A survey conducted by the group found that, of about 1,300 people who answered a question about their access to test strips, 46% had had prescriptions refused or restricted within the last 12 months.

Of the respondents who said they had experienced such restrictions, 39% had type 1 diabetes, which Diabetes UK describes as “alarming” because everyone who has type 1 need to use test strips every day. The survey also suggested that 51% of respondents with type 2 diabetes are having their access to the strips restricted.

This is a problem, says the group, because people who treat their diabetes with insulin or other blood glucose-lowering medication need to know their blood glucose level so they can work out how much medication to take. Failure to monitor blood glucose levels effectively can cause the levels to go either too high or too low, both of which are potentially fatal. In the long term, poorly-managed blood glucose levels can lead to serious complications such as blindness, amputations and stroke, it notes.

The charity also points out that people who use insulin or other blood glucose-lowering medications are required by the Driver and Vehicle Licensing Agency (DVLA) to test their blood glucose within two hours of driving a car and every two hours while driving. Lack of access to test strips means that people with diabetes are effectively being prevented from driving, it says.

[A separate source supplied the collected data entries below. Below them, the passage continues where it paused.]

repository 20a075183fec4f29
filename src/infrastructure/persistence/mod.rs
//! PostgreSQL repository implementations.
//!
//! Queries are bound at runtime through SQLx; the schema lives in
//! `migrations/` and is applied with [`crate::server::run_migrations`].
//!
//! # Repositories
//!
//! - [`PgLinkRepository`] - Link storage and retrieval
//! - [`PgClickRepository`] - Click recording and counting

pub mod pg_click_repository;
pub mod pg_link_repository;

pub use pg_click_repository::PgClickRepository;
pub use pg_link_repository::PgLinkRepository;
//! Core domain entities.
//!
//! - [`Link`] - A shortened URL mapping
//! - [`Click`] - A recorded redirect of a shortened link
//!
//! Creation payloads live next to their entity (`NewLink`, `NewClick`).

pub mod click;
pub mod link;

pub use click::{Click, NewClick};
pub use link::{Link, NewLink};
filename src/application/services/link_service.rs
//! Link creation and retrieval service.

use std::sync::Arc;

use chrono::Utc;
use serde_json::json;
use tracing::{error, info, warn};

use crate::domain::entities::{Link, NewLink};
use crate::domain::repositories::LinkRepository;
use crate::error::AppError;
use crate::utils::code_generator::{SHORT_CODE_LENGTH, generate_code};

/// Number of codes tried before [`LinkService::create_link`] gives up.
pub const MAX_CODE_ATTEMPTS: usize = 5;

/// Service for creating and retrieving shortened links.
///
/// Each new link receives a freshly generated random code. Uniqueness is
/// checked with a lookup before the insert, and the store's unique constraint
/// catches the window between the two.
pub struct LinkService {
    links: Arc<dyn LinkRepository>,
}

impl LinkService {
    /// Creates a new link service.
    pub fn new(links: Arc<dyn LinkRepository>) -> Self {
        Self { links }
    }

    /// Creates a short link for `long_url`.
    ///
    /// The URL is stored as given. Callers are expected to have validated it.
    ///
    /// # Code Generation
    ///
    /// Up to [`MAX_CODE_ATTEMPTS`] six-character codes are generated. A code
    /// already present in the registry counts as a collision and the next
    /// attempt starts. An insert rejected by the unique constraint (another
    /// creator took the same code in between) is treated the same way.
    ///
    /// # Errors
    ///
    /// Returns [`AppError::CodeExhausted`] if every attempt collided.
    /// Returns [`AppError::RandomSource`] if the entropy source fails.
    /// Returns [`AppError::Storage`] if a lookup or the insert fails.
    pub async fn create_link(&self, long_url: &str) -> Result<Link, AppError> {
        for attempt in 1..=MAX_CODE_ATTEMPTS {
            let short_code = generate_code(SHORT_CODE_LENGTH)?;

            if self.links.find_by_short_code(&short_code).await?.is_some() {
                metrics::counter!("short_code_collisions_total").increment(1);
                warn!(attempt, short_code = %short_code, "Short code collision, retrying");
                continue;
            }

            let new_link = NewLink {
                short_code: short_code.clone(),
                long_url: long_url.to_string(),
                created_at: Utc::now(),
            };

            match self.links.create(new_link).await {
                Ok(link) => {
                    info!(
                        link_id = link.id,
                        short_code = %link.short_code,
                        long_url = %link.long_url,
                        "Short link created"
                    );
                    return Ok(link);
                }
                Err(AppError::Conflict { .. }) => {
                    metrics::counter!("short_code_collisions_total").increment(1);
                    warn!(
                        attempt,
                        short_code = %short_code,
                        "Short code taken by a concurrent insert, retrying"
                    );
                }
                Err(e) => return Err(e),
            }
        }

        error!(
            attempts = MAX_CODE_ATTEMPTS,
            long_url, "Could not find an unused short code"
        );

        Err(AppError::CodeExhausted {
            attempts: MAX_CODE_ATTEMPTS,
        })
    }

    /// Retrieves a link by its short code.
    ///
    /// # Errors
    ///
    /// Returns [`AppError::NotFound`] if no link has this code.
    /// Returns [`AppError::Storage`] on database errors.
    pub async fn get_link_by_code(&self, code: &str) -> Result<Link, AppError> {
        self.links
            .find_by_short_code(code)
            .await?
            .ok_or_else(|| AppError::not_found("Short link not found", json!({ "code": code })))
    }

    /// Constructs the public short URL for `code` under `base_url`.
    pub fn get_short_url(&self, base_url: &str, code: &str) -> String {
        format!("{}/{}", base_url.trim_end_matches('/'), code)
    }

    /// Checks that the link registry is reachable.
    pub async fn ping(&self) -> Result<(), AppError> {
        self.links.ping().await
    }
}
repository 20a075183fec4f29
//! API route configuration.

use crate::api::handlers::{create_link_handler, link_stats_handler};
use crate::state::AppState;
use axum::{
    Router,
    routing::{get, post},
};

/// Versioned API routes, nested under `/api/v1`.
///
/// # Endpoints
///
/// - `POST /links`               - Create a short link
/// - `GET  /links/{code}/stats`  - Click total for a link
pub fn v1_routes() -> Router<AppState> {
    Router::new()
        .route("/links", post(create_link_handler))
        .route("/links/{code}/stats", get(link_stats_handler))
}
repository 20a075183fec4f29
//! PostgreSQL implementation of link repository.

use async_trait::async_trait;
use chrono::{DateTime, Utc};
use sqlx::PgPool;
use std::sync::Arc;

use crate::domain::entities::{Link, NewLink};
use crate::domain::repositories::LinkRepository;
use crate::error::AppError;

/// PostgreSQL repository for link storage and retrieval.
///
/// Short code uniqueness is enforced by the `links_short_code_key` constraint;
/// a violating insert surfaces as [`AppError::Conflict`].
pub struct PgLinkRepository {
    pool: Arc<PgPool>,
}

impl PgLinkRepository {
    /// Creates a new repository with a database connection pool.
    pub fn new(pool: Arc<PgPool>) -> Self {
        Self { pool }
    }
}

#[derive(sqlx::FromRow)]
struct LinkRow {
    id: i64,
    short_code: String,
    long_url: String,
    created_at: DateTime<Utc>,
}

impl From<LinkRow> for Link {
    fn from(row: LinkRow) -> Self {
        Link::new(row.id, row.short_code, row.long_url, row.created_at)
    }
}

#[async_trait]
impl LinkRepository for PgLinkRepository {
    async fn create(&self, new_link: NewLink) -> Result<Link, AppError> {
        let row = sqlx::query_as::<_, LinkRow>(
            r#"
            INSERT INTO links (short_code, long_url, created_at)
            VALUES ($1, $2, $3)
            RETURNING id, short_code, long_url, created_at
            "#,
        )
        .bind(&new_link.short_code)
        .bind(&new_link.long_url)
        .bind(new_link.created_at)
        .fetch_one(self.pool.as_ref())
        .await?;

        Ok(row.into())
    }

    async fn find_by_short_code(&self, short_code: &str) -> Result<Option<Link>, AppError> {
        let row = sqlx::query_as::<_, LinkRow>(
            r#"
            SELECT id, short_code, long_url, created_at
            FROM links
            WHERE short_code = $1
            "#,
        )
        .bind(short_code)
        .fetch_optional(self.pool.as_ref())
        .await?;

        Ok(row.map(Link::from))
    }

    async fn list_all(&self) -> Result<Vec<Link>, AppError> {
        let rows = sqlx::query_as::<_, LinkRow>(
            r#"
            SELECT id, short_code, long_url, created_at
            FROM links
            ORDER BY id
            "#,
        )
        .fetch_all(self.pool.as_ref())
        .await?;

        Ok(rows.into_iter().map(Link::from).collect())
    }

    async fn ping(&self) -> Result<(), AppError> {
        sqlx::query("SELECT 1")
            .execute(self.pool.as_ref())
            .await?;
        Ok(())
    }
}
//! Handler for health check endpoint.

use axum::{Json, extract::State, http::StatusCode};

use crate::api::dto::health::{CheckStatus, HealthChecks, HealthResponse};
use crate::state::AppState;
use tracing::warn;

/// Returns service health status with component checks.
///
/// # Endpoint
///
/// `GET /health`
///
/// # Response Codes
///
/// - **200 OK**: All components healthy
/// - **503 Service Unavailable**: One or more components degraded
///
/// # Response
///
/// ```json
/// {
///   "status": "healthy",
///   "version": "0.1.0",
///   "checks": {
///     "database": { "status": "ok", "message": "Connected" },
///     "click_queue": { "status": "ok", "message": "Buffered: 0/1000, dropped: 0" }
///   }
/// }
/// ```
pub async fn health_handler(
    State(state): State<AppState>,
) -> Result<Json<HealthResponse>, (StatusCode, Json<HealthResponse>)> {
    let db_check = check_database(&state).await;

    let queue_check = check_click_queue(&state);

    let all_healthy = db_check.is_ok() && queue_check.is_ok();

    let response = HealthResponse {
        status: if all_healthy { "healthy" } else { "degraded" }.to_string(),
        version: env!("CARGO_PKG_VERSION").to_string(),
        checks: HealthChecks {
            database: db_check,
            click_queue: queue_check,
        },
    };

    if all_healthy {
        Ok(Json(response))
    } else {
        Err((StatusCode::SERVICE_UNAVAILABLE, Json(response)))
    }
}

async fn check_database(state: &AppState) -> CheckStatus {
    match state.link_service.ping().await {
        Ok(()) => CheckStatus::ok("Connected"),
        Err(e) => {
            warn!(error = %e, "Health check could not reach the database");
            CheckStatus::error("Database unreachable")
        }
    }
}

/// Checks that click workers are still consuming the queue.
fn check_click_queue(state: &AppState) -> CheckStatus {
    let queue = &state.click_queue;

    if queue.is_closed() {
        CheckStatus::error("Click queue is closed")
    } else {
        CheckStatus::ok(format!(
            "Buffered: {}/{}, dropped: {}",
            queue.len(),
            queue.capacity(),
            queue.dropped()
        ))
    }
}
//! Infrastructure layer for external integrations.
//!
//! Implements the repository traits defined by the domain layer.
//!
//! # Modules
//!
//! - [`persistence`] - PostgreSQL repository implementations

pub mod persistence;
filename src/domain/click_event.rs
//! Click event model for asynchronous click tracking.

use chrono::{DateTime, Utc};

/// An in-memory representation of a redirect, queued for persistence.
///
/// Produced by the redirect handler and handed to the
/// [`crate::domain::click_queue::ClickQueue`]. A worker converts it into a
/// [`crate::domain::entities::NewClick`]; the event itself is never stored.
///
/// Client metadata is optional so missing headers do not block tracking.
#[derive(Debug, Clone, PartialEq)]
pub struct ClickEvent {
    pub link_id: i64,
    pub timestamp: DateTime<Utc>,
    pub user_agent: Option<String>,
    pub ip_address: Option<String>,
}

impl ClickEvent {
    /// Creates a click event stamped with the current time.
    ///
    /// # Examples
    ///
    /// ```ignore
    /// let event = ClickEvent::new(42, Some("192.168.1.1".to_string()), Some("Mozilla/5.0"));
    /// ```
    pub fn new(link_id: i64, ip_address: Option<String>, user_agent: Option<&str>) -> Self {
        Self {
            link_id,
            timestamp: Utc::now(),
            user_agent: user_agent.map(|s| s.to_string()),
            ip_address,
        }
    }
}
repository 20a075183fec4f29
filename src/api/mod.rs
//! REST API layer for HTTP request/response handling.
//!
//! This layer translates HTTP requests into service calls and formats
//! responses according to API contracts.
//!
//! # Modules
//!
//! - [`dto`] - Data Transfer Objects for request/response serialization
//! - [`handlers`] - HTTP request handlers
//! - [`middleware`] - Request tracing
//! - [`routes`] - Route configuration and composition

pub mod dto;
pub mod handlers;
pub mod middleware;
pub mod routes;
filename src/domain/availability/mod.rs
//! Background availability monitoring of link targets.
//!
//! - [`store`] - Per-link last-known reachability, guarded by a mutex
//! - [`probe`] - `HEAD`-based reachability probes
//! - [`monitor`] - The periodic check loop and transition detection
//!
//! Each link moves between [`AvailabilityState::Accessible`] and
//! [`AvailabilityState::Inaccessible`]. The first observation of a link only
//! sets its baseline; later observations that differ from the stored state
//! produce a [`Transition`] notification.

pub mod monitor;
pub mod probe;
pub mod store;

pub use monitor::{AvailabilityMonitor, CycleReport, Transition};
pub use probe::{DEFAULT_PROBE_TIMEOUT, HttpProber, Prober};
pub use store::{AvailabilityState, AvailabilityStore};
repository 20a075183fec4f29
//! DTOs for link statistics.

use chrono::{DateTime, Utc};
use serde::Serialize;

use crate::application::services::LinkStats;

/// Click total of one short link.
#[derive(Debug, Serialize)]
pub struct LinkStatsResponse {
    pub short_code: String,
    pub long_url: String,
    pub created_at: DateTime<Utc>,
    pub total_clicks: i64,
}

impl From<LinkStats> for LinkStatsResponse {
    fn from(stats: LinkStats) -> Self {
        Self {
            short_code: stats.link.short_code,
            long_url: stats.link.long_url,
            created_at: stats.link.created_at,
            total_clicks: stats.total_clicks,
        }
    }
}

The survey shows that GPs restricting test strips is a significant issue, despite the fact that the Department of Health has previously written to all GPs to remind them that people with type 1 diabetes should not have their access to strips restricted. The new findings show that this is still an issue, says the group, which is calling on NHS England to make sure that everyone with diabetes gets the test strips they need from their GP.

“For people who use insulin, test strips are a vital part of the ongoing management of their conditions and it is simply unacceptable that people are being denied them,” said Diabetes UK’s chief executive, Barbara Young. 

“None of use would drive a car that didn’t have a speedometer, so it is appalling that people with diabetes are being asked to manage their blood glucose level at the same time as being denied the basic tools to do this safely,” she went on, adding that not being able to effectively manage their level is putting people at increased risk of long-term complications such as blindness and kidney failure.

"The really frustrating part of this is that GPs seems to be restricting access to strips to save money, but any short-term savings from doing this will be tiny compared to the long-term cost to the NHS of treating these complications,” Baroness Young warned.